Namun, di tengah kegelapan dan keputusasaan itu, Allah berkehendak untuk menunjukkan kuasa dan kemurahan-Nya. Ayat 10 ini muncul setelah empat orang penderita kusta yang terpinggirkan dari masyarakat mengambil keputusan berani. Mereka berpikir, jika mereka tetap tinggal di dalam kota, mereka akan mati kelaparan. Jika mereka menyerah kepada musuh, mereka mungkin dibunuh, tetapi jika mereka pergi ke perkemahan musuh, mungkin ada harapan untuk hidup. Dengan tekad bulat, mereka pergi menuju perkemahan tentara Aram.
Apa yang mereka temukan di sana sungguh menakjubkan dan di luar dugaan. Perkemahan yang tadinya dipenuhi oleh ribuan tentara musuh yang menakutkan, kini terlihat sunyi senyap. Tidak ada suara orang, tidak ada aktivitas apa pun. Yang tersisa hanyalah kuda-kuda yang tertambat dan keledai-keledai yang masih terikat, serta kemah-kemah yang masih berdiri. Keadaan ini menunjukkan bahwa tentara Aram telah pergi dengan tergesa-gesa, meninggalkan semua perlengkapan mereka.
Perintah yang diberikan dalam ayat ini adalah agar keempat penderita kusta tersebut melaporkan penemuan mereka kepada para penjaga gerbang kota. Ini adalah langkah penting untuk menyampaikan berita baik ini kepada seluruh penduduk Samaria. Para penjaga gerbang, yang memiliki otoritas dan akses ke seluruh kota, akan menjadi perantara untuk menyebarkan kabar bahwa pengepungan telah berakhir dan ada sumber daya yang melimpah yang ditinggalkan oleh musuh.

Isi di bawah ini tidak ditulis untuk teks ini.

//! Rollback management.
//!
//! State machine:
//!
//! ```text
//! healthy --rollback--> rolled_back --recover--> recovering --> healthy
//!                                                           \-> rollback_failed
//! rollback_failed --recover (bounded)--> recovering --> ...
//! ```
//!
//! Every transition is persisted through a [`StateStore`] and reloaded at
//! construction. A restart in `rolled_back` or `rollback_failed` keeps
//! forcing legacy routing until a recovery succeeds.

mod store;

pub use store::{
    FileStateStore, MemoryStateStore, PersistedState, STATE_SCHEMA_VERSION, StateStore,
    default_state_path,
};

use crate::breaker::CircuitState;
use crate::config::{ConfigPatch, ConfigSource, ManualOverride};
use crate::errors::{ErrorCode, MigrationError};
use crate::events::MigrationEvent;
use crate::flags::FeatureFlags;
use chrono::{DateTime, Utc};
use serde::{Deserialize, Serialize};
use std::fmt;
use std::path::PathBuf;
use std::sync::{Arc, Mutex, MutexGuard};
use std::time::Instant;
use tokio::sync::broadcast::error::RecvError;
use tokio::task::JoinHandle;
use tracing::{debug, error, info, warn};
use uuid::Uuid;

#[derive(Debug, Clone, Copy, PartialEq, Eq, Serialize, Deserialize)]
#[serde(rename_all = "snake_case")]
pub enum RollbackState {
    Healthy,
    RolledBack,
    RollbackFailed,
    Recovering,
}

impl RollbackState {
    /// States in which legacy routing must be forced.
    pub fn forces_legacy(self) -> bool {
        !matches!(self, Self::Healthy)
    }
}

impl fmt::Display for RollbackState {
    fn fmt(&self, f: &mut fmt::Formatter<'_>) -> fmt::Result {
        match self {
            Self::Healthy => write!(f, "healthy"),
            Self::RolledBack => write!(f, "rolled_back"),
            Self::RollbackFailed => write!(f, "rollback_failed"),
            Self::Recovering => write!(f, "recovering"),
        }
    }
}

#[derive(Debug, Clone, Copy, PartialEq, Eq, Serialize, Deserialize)]
#[serde(rename_all = "snake_case")]
pub enum RollbackTrigger {
    CircuitBreaker,
    EmergencyManual,
}

#[derive(Debug, Clone, PartialEq, Serialize, Deserialize)]
pub struct RollbackRecord {
    pub id: String,
    pub triggered_at: DateTime<Utc>,
    pub trigger: RollbackTrigger,
    pub reason: String,
    /// Opaque audit string; never authenticated.
    #[serde(default)]
    pub operator: Option<String>,
    pub success: bool,
    #[serde(default)]
    pub rollback_time_ms: u64,
    #[serde(default)]
    pub error: Option<String>,
}

/// Result of a rollback request.
#[derive(Debug, Clone, PartialEq, Serialize)]
pub struct RollbackOutcome {
    pub success: bool,
    pub rollback_time_ms: u64,
    pub state: RollbackState,
    pub record_id: String,
    pub error: Option<String>,
}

Kisah ini mengajarkan kita bahwa Allah seringkali bekerja dengan cara yang tidak terduga. Ketika manusia berada pada titik terendah, ketika segala upaya terasa sia-sia, di situlah kuasa Allah dapat dinyatakan secara luar biasa. Mukjizat di Samaria bukan hanya tentang pembebasan dari pengepungan dan kelaparan, tetapi juga tentang pengingat bahwa iman dan harapan kepada Tuhan dapat membawa solusi di tengah kesulitan terberat sekalipun. Penemuan perkemahan yang ditinggalkan itu menjadi awal dari pemulihan dan kelimpahan bagi seluruh kota.